Molecular docking and virtual screening for novel protein tyrosine phosphatase 1B (PTP1B) inhibitors

• Published in: Bioinformation Vol. 8; no. 17; pp. 834 - 837
• Main Authors: Rao, Pasupuleti Sreenivasa, Muvva, Charuvaka, Geethanjali, Karli, Bastipati, Suresh Babu, Kalashikam, Rajitha
• Format: Journal Article
• Language: English
• Published: Singapore Biomedical Informatics 01.01.2012
• Subjects: Hypothesis; ADME-Tox; ZINC database; Virtual Screening; PTP1B; Lead-like
• ISSN: 0973-8894; 0973-2063; 0973-2063
• DOI: 10.6026/97320630008834

Protein tyrosine phosphatase 1B (PTP1B) functions as major negative regulator of insulin and leptin signaling pathways. In view of this, PTP1B is an significant target for drug development against cancer, diabetes and obesity. The aim of the current study is to identify PTP1B inhibitors by means of virtual screening with docking. 523,366 molecules from ZINC database have been screened and based on DOCK grid scores and hydrogen bonding interactions five new potential inhibitors were identified.

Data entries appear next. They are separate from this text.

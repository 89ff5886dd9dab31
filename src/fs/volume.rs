//! A self-contained filesystem volume: an inode table keyed by
//! [`INumber`], a root inumber, and a monotonic allocator.

use std::collections::HashMap;

use crate::fs::inode::INode;
use crate::ids::{FilesystemId, INumber};

pub const DEFAULT_BLOCK_SIZE: u64 = 512;

#[derive(Debug)]
pub struct Volume {
    pub uuid: FilesystemId,
    inodes: HashMap<INumber, INode>,
    root_inum: Option<INumber>,
    next_inumber: u64,
    block_size: u64,
    /// `(filesystem_id, inumber)` of the inode this volume is mounted
    /// over, or `None` for the root volume.
    pub covered: Option<(FilesystemId, INumber)>,
}

impl Volume {
    pub fn new(uuid: FilesystemId) -> Self {
        Volume {
            uuid,
            inodes: HashMap::new(),
            root_inum: None,
            next_inumber: 1,
            block_size: DEFAULT_BLOCK_SIZE,
            covered: None,
        }
    }

    /// Allocates the next inumber. The first allocation becomes this
    /// volume's root.
    pub fn claim_next_inumber(&mut self) -> INumber {
        let inumber = INumber(self.next_inumber);
        if self.root_inum.is_none() {
            self.root_inum = Some(inumber);
        }
        self.next_inumber += 1;
        inumber
    }

    pub fn root_inumber(&self) -> Option<INumber> {
        self.root_inum
    }

    pub fn root(&self) -> Option<&INode> {
        self.root_inum.and_then(|i| self.inodes.get(&i))
    }

    pub fn add(&mut self, inode: INode) {
        self.inodes.insert(inode.inumber, inode);
    }

    pub fn get(&self, inumber: INumber) -> Option<&INode> {
        self.inodes.get(&inumber)
    }

    pub fn get_mut(&mut self, inumber: INumber) -> Option<&mut INode> {
        self.inodes.get_mut(&inumber)
    }

    pub fn remove(&mut self, inumber: INumber) -> Option<INode> {
        self.inodes.remove(&inumber)
    }

    pub fn len(&self) -> usize {
        self.inodes.len()
    }

    pub fn is_empty(&self) -> bool {
        self.inodes.is_empty()
    }

    /// Sum over all inodes of `ceil(data.size() / block_size) * block_size`.
    pub fn size(&self) -> u64 {
        self.inodes
            .values()
            .map(|inode| {
                let bytes = inode.data.size() as u64;
                bytes.div_ceil(self.block_size) * self.block_size
            })
            .sum()
    }
}

#[cfg(test)]
mod tests {
    use super::*;
    use crate::fs::inode::{FileType, INodeData};
    use crate::perm::FilePermissions;
    use std::time::SystemTime;

    #[test]
    fn first_claim_becomes_root() {
        let mut vol = Volume::new(uuid::Uuid::new_v4());
        let first = vol.claim_next_inumber();
        let second = vol.claim_next_inumber();
        assert_eq!(vol.root_inumber(), Some(first));
        assert_ne!(first, second);
    }

    #[test]
    fn size_aggregates_rounded_to_block_size() {
        let mut vol = Volume::new(uuid::Uuid::new_v4());
        let inum = vol.claim_next_inumber();
        let inode = INode::new(
            inum,
            FilePermissions::parse(0o644),
            FileType::Regular,
            crate::ids::Uid(0),
            crate::ids::Gid(0),
            SystemTime::now(),
            INodeData::Regular(vec![0u8; 600]),
            vol.uuid,
        );
        vol.add(inode);
        // 600 bytes -> 2 blocks of 512 = 1024.
        assert_eq!(vol.size(), 1024);
    }
}
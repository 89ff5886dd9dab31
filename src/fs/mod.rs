//! The virtual filesystem layer: inodes, directory entries, device
//! drivers, and the per-volume inode table.

pub mod devices;
pub mod directory;
pub mod inode;
pub mod volume;

pub use devices::{DeviceContext, DeviceId};
pub use inode::{BinaryImage, FileType, INode, INodeData};
pub use volume::Volume;
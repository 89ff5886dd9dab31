//! The kernel's closed error taxonomy.
//!
//! Every syscall handler returns `Result<T, KernelError>`. `Errno` is the
//! wire value that crosses back to the calling user task; `KernelError`
//! pairs it with a human-readable message for logging.

use thiserror::Error;

/// The full set of errno values the kernel can report. Closed by design:
/// user tasks match on this enum exhaustively rather than on raw integers.
#[derive(Debug, Clone, Copy, PartialEq, Eq, Hash)]
pub enum Errno {
    /// No error; the syscall succeeded.
    None,
    /// Operation not permitted.
    Eperm,
    /// Permission denied.
    Eacces,
    /// No such file or directory.
    Enoent,
    /// File exists.
    Eexist,
    /// Is a directory.
    Eisdir,
    /// Not a directory.
    Enotdir,
    /// Invalid argument.
    Einval,
    /// Function not implemented.
    Enosys,
    /// No child processes.
    Echild,
    /// No such process.
    Esrch,
    /// Cross-device link.
    Exdev,
    /// Exec format error.
    Enoexec,
    /// Interrupted system call. Reserved; `waitpid` never returns it
    /// because this kernel has no signals.
    Eintr,
    /// Bad file descriptor.
    Ebadf,
    /// A handler raised something other than a `KernelError`.
    Unspecified,
    /// Internal use: the owning process was killed while a syscall was
    /// in flight.
    Ekilled,
    /// Internal invariant violation caught at the dispatch boundary.
    Panic,
}

impl Errno {
    /// Short mnemonic, the way `strerror`-adjacent tables print them.
    pub fn as_str(self) -> &'static str {
        match self {
            Errno::None => "NONE",
            Errno::Eperm => "EPERM",
            Errno::Eacces => "EACCES",
            Errno::Enoent => "ENOENT",
            Errno::Eexist => "EEXIST",
            Errno::Eisdir => "EISDIR",
            Errno::Enotdir => "ENOTDIR",
            Errno::Einval => "EINVAL",
            Errno::Enosys => "ENOSYS",
            Errno::Echild => "ECHILD",
            Errno::Esrch => "ESRCH",
            Errno::Exdev => "EXDEV",
            Errno::Enoexec => "ENOEXEC",
            Errno::Eintr => "EINTR",
            Errno::Ebadf => "EBADF",
            Errno::Unspecified => "UNSPECIFIED",
            Errno::Ekilled => "EKILLED",
            Errno::Panic => "PANIC",
        }
    }
}

impl std::fmt::Display for Errno {
    fn fmt(&self, f: &mut std::fmt::Formatter<'_>) -> std::fmt::Result {
        f.write_str(self.as_str())
    }
}

/// An error raised by a syscall handler. Carries the errno that is sent
/// back to the user task plus a free-form message used only for logging.
#[derive(Debug, Error, Clone)]
#[error("{errno}: {message}")]
pub struct KernelError {
    pub errno: Errno,
    pub message: String,
}

impl KernelError {
    pub fn new(errno: Errno, message: impl Into<String>) -> Self {
        KernelError {
            errno,
            message: message.into(),
        }
    }
}

/// Shorthand for constructing a `KernelError` inline at a call site, e.g.
/// `return Err(errno!(Enoent, "{}", path))`.
macro_rules! errno {
    ($variant:ident) => {
        $crate::errno::KernelError::new($crate::errno::Errno::$variant, "")
    };
    ($variant:ident, $($arg:tt)*) => {
        $crate::errno::KernelError::new($crate::errno::Errno::$variant, format!($($arg)*))
    };
}
pub(crate) use errno;

pub type KernelResult<T> = Result<T, KernelError>;

#[cfg(test)]
mod tests {
    use super::*;

    #[test]
    fn errno_display_is_mnemonic() {
        assert_eq!(Errno::Enoent.to_string(), "ENOENT");
    }

    #[test]
    fn kernel_error_display_includes_message() {
        let err = errno!(Eacces, "no write access on {}", "/etc/passwd");
        assert_eq!(err.to_string(), "EACCES: no write access on /etc/passwd");
    }
}
//! Error types for the texture streaming subsystem

use std::path::PathBuf;

use thiserror::Error;

use crate::core::types::TextureId;

/// Reason a GPU operation failed
#[derive(Debug, Clone, PartialEq, Eq, Error)]
pub enum DeviceFailure {
    #[error("device lost")]
    DeviceLost,

    #[error("out of device memory")]
    OutOfMemory,

    #[error("{0}")]
    Other(String),
}

/// Main error type for the streaming subsystem
#[derive(Debug, Error)]
pub enum Error {
    /// Source image unreadable or corrupt; the texture keeps its last good residency
    #[error("Asset error ({}): {reason}", .path.display())]
    Asset { path: PathBuf, reason: String },

    /// Mip index or resident count outside the texture's chain
    #[error("Mip range error: requested {requested}, valid range is {min}..={max}")]
    Range { requested: u32, min: u32, max: u32 },

    /// GPU upload or object creation failed
    #[error("GPU error: {0}")]
    Device(#[from] DeviceFailure),

    /// Texture went away while its request was queued or in flight
    #[error("Stale request for {0}")]
    StaleRequest(TextureId),

    /// Next level is larger than the budget can hold even with every other
    /// texture at its baseline; the request is dropped
    #[error("{texture} needs {needed} bytes for its next mip, at most {capacity} can be made free")]
    OverBudget { texture: TextureId, needed: u64, capacity: u64 },

    #[error("{0} was already disposed")]
    AlreadyDisposed(TextureId),

    #[error("Config error: {0}")]
    Config(String),

    #[error("IO error: {0}")]
    Io(#[from] std::io::Error),
}

impl Error {
    /// Build an asset error for `path`
    pub fn asset(path: impl Into<PathBuf>, reason: impl ToString) -> Self {
        Self::Asset {
            path: path.into(),
            reason: reason.to_string(),
        }
    }

    /// Whether the scheduler should drop this failure without reporting it
    pub fn is_stale(&self) -> bool {
        matches!(self, Self::StaleRequest(_))
    }
}
//! Memory budget management for streaming
//!
//! Tracks GPU bytes held by streaming textures against a fixed budget and
//! keeps an LRU order so the scheduler can pick eviction victims. Not
//! internally synchronized; the scheduler lock guards it.

use std::collections::HashMap;

use crate::core::TextureId;

#[derive(Debug, Clone, Copy)]
struct Allocation {
    /// Bytes currently charged to the texture (resident mips plus reservations)
    bytes: u64,
    /// Bytes that can never be evicted (the baseline mip)
    baseline: u64,
    /// Frame of the most recent `touch`
    last_touched: u64,
}

/// Budget tracker for resident texture memory
///
/// `used_bytes` always equals the sum of all tracked allocations.
pub struct BudgetTracker {
    budget_bytes: u64,
    used_bytes: u64,
    allocations: HashMap<TextureId, Allocation>,
    /// Access order: oldest first, newest last
    access_order: Vec<TextureId>,
}

impl BudgetTracker {
    /// Create a tracker with a budget in bytes
    pub fn new(budget_bytes: u64) -> Self {
        Self {
            budget_bytes,
            used_bytes: 0,
            allocations: HashMap::new(),
            access_order: Vec::new(),
        }
    }

    // --- Tracking methods ---

    /// Register a texture's current footprint
    ///
    /// Returns false (and changes nothing) when the texture is already tracked.
    pub fn track(&mut self, id: TextureId, footprint: u64, baseline: u64) -> bool {
        if self.allocations.contains_key(&id) {
            return false;
        }
        self.allocations.insert(
            id,
            Allocation {
                bytes: footprint,
                baseline: baseline.min(footprint),
                last_touched: 0,
            },
        );
        self.access_order.push(id);
        self.used_bytes = self.used_bytes.saturating_add(footprint);
        true
    }

    /// Stop tracking a texture and return the bytes it held
    pub fn untrack(&mut self, id: TextureId) -> Option<u64> {
        let alloc = self.allocations.remove(&id)?;
        self.access_order.retain(|&t| t != id);
        self.used_bytes = self.used_bytes.saturating_sub(alloc.bytes);
        Some(alloc.bytes)
    }

    /// Apply an incremental footprint change
    ///
    /// Negative deltas never take an allocation below zero. Returns false for
    /// untracked textures.
    pub fn update_usage(&mut self, id: TextureId, delta: i64) -> bool {
        let Some(alloc) = self.allocations.get_mut(&id) else {
            return false;
        };
        if delta >= 0 {
            let add = delta as u64;
            alloc.bytes = alloc.bytes.saturating_add(add);
            self.used_bytes = self.used_bytes.saturating_add(add);
        } else {
            let sub = delta.unsigned_abs().min(alloc.bytes);
            alloc.bytes -= sub;
            self.used_bytes = self.used_bytes.saturating_sub(sub);
        }
        true
    }

    /// Mark a texture as used in `frame`, moving it to the LRU tail
    pub fn touch(&mut self, id: TextureId, frame: u64) {
        let Some(alloc) = self.allocations.get_mut(&id) else {
            return;
        };
        alloc.last_touched = alloc.last_touched.max(frame);
        if let Some(pos) = self.access_order.iter().position(|&t| t == id) {
            self.access_order.remove(pos);
        }
        self.access_order.push(id);
    }

    /// Least-recently-used texture worth evicting to free `needed` bytes
    ///
    /// Textures for which `is_busy` returns true, and textures touched within
    /// the last `grace_frames` frames, are skipped. Prefers the oldest texture
    /// that alone frees `needed`; otherwise the oldest with anything evictable.
    pub fn eviction_candidate(
        &self,
        needed: u64,
        frame: u64,
        grace_frames: u64,
        is_busy: impl Fn(TextureId) -> bool,
    ) -> Option<TextureId> {
        let mut fallback = None;
        for &id in &self.access_order {
            let Some(alloc) = self.allocations.get(&id) else {
                continue;
            };
            let evictable = alloc.bytes.saturating_sub(alloc.baseline);
            let in_grace = frame.saturating_sub(alloc.last_touched) < grace_frames;
            if evictable == 0 || in_grace || is_busy(id) {
                continue;
            }
            if evictable >= needed {
                return Some(id);
            }
            fallback.get_or_insert(id);
        }
        fallback
    }

    /// Bytes above baseline held by textures that pass the same filters as
    /// [`BudgetTracker::eviction_candidate`]
    ///
    /// With `grace_frames = 0` and an `is_busy` that only excludes the
    /// requester, this is everything eviction could ever free for it.
    pub fn evictable_bytes(
        &self,
        frame: u64,
        grace_frames: u64,
        is_busy: impl Fn(TextureId) -> bool,
    ) -> u64 {
        self.allocations
            .iter()
            .filter(|&(&id, alloc)| {
                frame.saturating_sub(alloc.last_touched) >= grace_frames && !is_busy(id)
            })
            .map(|(_, alloc)| alloc.bytes.saturating_sub(alloc.baseline))
            .sum()
    }

    // --- Query methods ---

    /// Check if `extra` more bytes fit in the budget
    pub fn can_allocate(&self, extra: u64) -> bool {
        self.used_bytes.saturating_add(extra) <= self.budget_bytes
    }

    pub fn used_bytes(&self) -> u64 {
        self.used_bytes
    }

    pub fn budget_bytes(&self) -> u64 {
        self.budget_bytes
    }

    /// Bytes still available before the budget is reached
    pub fn available(&self) -> u64 {
        self.budget_bytes.saturating_sub(self.used_bytes)
    }

    /// Memory pressure (0.0 to 1.0+)
    ///
    /// Values above 1.0 mean baselines alone exceed the budget.
    pub fn pressure(&self) -> f32 {
        if self.budget_bytes == 0 {
            return 0.0;
        }
        self.used_bytes as f32 / self.budget_bytes as f32
    }

    /// Bytes charged to a texture
    pub fn allocation(&self, id: TextureId) -> Option<u64> {
        self.allocations.get(&id).map(|a| a.bytes)
    }

    pub fn is_tracked(&self, id: TextureId) -> bool {
        self.allocations.contains_key(&id)
    }

    pub fn tracked_count(&self) -> usize {
        self.allocations.len()
    }

    /// Sum of all allocations, recomputed (consistency checks)
    pub fn recount(&self) -> u64 {
        self.allocations.values().map(|a| a.bytes).sum()
    }
}

#[cfg(test)]
mod tests {
    use super::*;

    fn id(raw: u64) -> TextureId {
        TextureId::from_raw(raw)
    }

    #[test]
    fn test_budget_new() {
        let budget = BudgetTracker::new(1024);
        assert_eq!(budget.used_bytes(), 0);
        assert_eq!(budget.available(), 1024);
        assert!(budget.can_allocate(1024));
        assert!(!budget.can_allocate(1025));
    }

    #[test]
    fn test_track_is_idempotent() {
        let mut budget = BudgetTracker::new(1024);
        assert!(budget.track(id(1), 100, 4));
        assert!(!budget.track(id(1), 500, 4));

        assert_eq!(budget.used_bytes(), 100);
        assert_eq!(budget.tracked_count(), 1);
    }

    #[test]
    fn test_untrack_returns_bytes() {
        let mut budget = BudgetTracker::new(1024);
        budget.track(id(1), 100, 4);
        budget.track(id(2), 50, 4);

        assert_eq!(budget.untrack(id(1)), Some(100));
        assert_eq!(budget.untrack(id(1)), None);
        assert_eq!(budget.used_bytes(), 50);
        assert_eq!(budget.used_bytes(), budget.recount());
    }

    #[test]
    fn test_update_usage() {
        let mut budget = BudgetTracker::new(1024);
        budget.track(id(1), 100, 4);

        assert!(budget.update_usage(id(1), 200));
        assert_eq!(budget.allocation(id(1)), Some(300));
        assert!(budget.update_usage(id(1), -1000)); // clamps at zero
        assert_eq!(budget.allocation(id(1)), Some(0));
        assert_eq!(budget.used_bytes(), 0);

        assert!(!budget.update_usage(id(9), 10));
        assert_eq!(budget.used_bytes(), budget.recount());
    }

    #[test]
    fn test_pressure() {
        let mut budget = BudgetTracker::new(1000);
        budget.track(id(1), 900, 4);
        assert!((budget.pressure() - 0.9).abs() < 1e-6);
    }

    #[test]
    fn test_eviction_prefers_lru_that_frees_enough() {
        let mut budget = BudgetTracker::new(10_000);
        budget.track(id(1), 100, 4); // oldest, small
        budget.track(id(2), 1000, 4);
        budget.track(id(3), 1000, 4);

        assert_eq!(budget.eviction_candidate(500, 10, 0, |_| false), Some(id(2)));

        budget.touch(id(2), 10);
        assert_eq!(budget.eviction_candidate(500, 10, 0, |_| false), Some(id(3)));
    }

    #[test]
    fn test_eviction_falls_back_to_any_evictable() {
        let mut budget = BudgetTracker::new(10_000);
        budget.track(id(1), 100, 4);
        budget.track(id(2), 200, 4);

        assert_eq!(budget.eviction_candidate(5000, 10, 0, |_| false), Some(id(1)));
    }

    #[test]
    fn test_evictable_bytes_respects_filters() {
        let mut budget = BudgetTracker::new(10_000);
        budget.track(id(1), 100, 4);
        budget.track(id(2), 200, 4);
        budget.track(id(3), 4, 4);
        budget.touch(id(2), 9);

        assert_eq!(budget.evictable_bytes(10, 0, |_| false), 96 + 196);
        assert_eq!(budget.evictable_bytes(10, 0, |t| t == id(1)), 196);
        // id(2) is inside a two frame grace window
        assert_eq!(budget.evictable_bytes(10, 2, |_| false), 96);
    }

    #[test]
    fn test_eviction_skips_busy_baseline_and_recent() {
        let mut budget = BudgetTracker::new(10_000);
        budget.track(id(1), 4, 4); // baseline only
        budget.track(id(2), 1000, 4);
        budget.track(id(3), 1000, 4);
        budget.touch(id(3), 9);

        assert_eq!(budget.eviction_candidate(10, 10, 0, |t| t == id(2)), Some(id(3)));
        // id(3) was touched one frame ago, inside a two frame grace window
        assert_eq!(budget.eviction_candidate(10, 10, 2, |t| t == id(2)), None);
    }
}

ZINC12502589, ZINC13213457, ZINC25721858, ZINC31392733 and ZINC04096400 were identified as potential lead molecules for inhibition of PTP1B. The identified molecules were subjected to Lipinski's rule of five parameters and found that they did not violate any rule. More specific analysis of pharmacological parameters may be scrutinized through a complete ADME/Tox evaluation. Pharma algorithm was used to Calculate ADME-Tox profiles for such molecules. In general, all the molecules presented advantages and as well as disadvantages when compared to each other. No marked difference in health effects and toxicity profiles were observed among these molecules.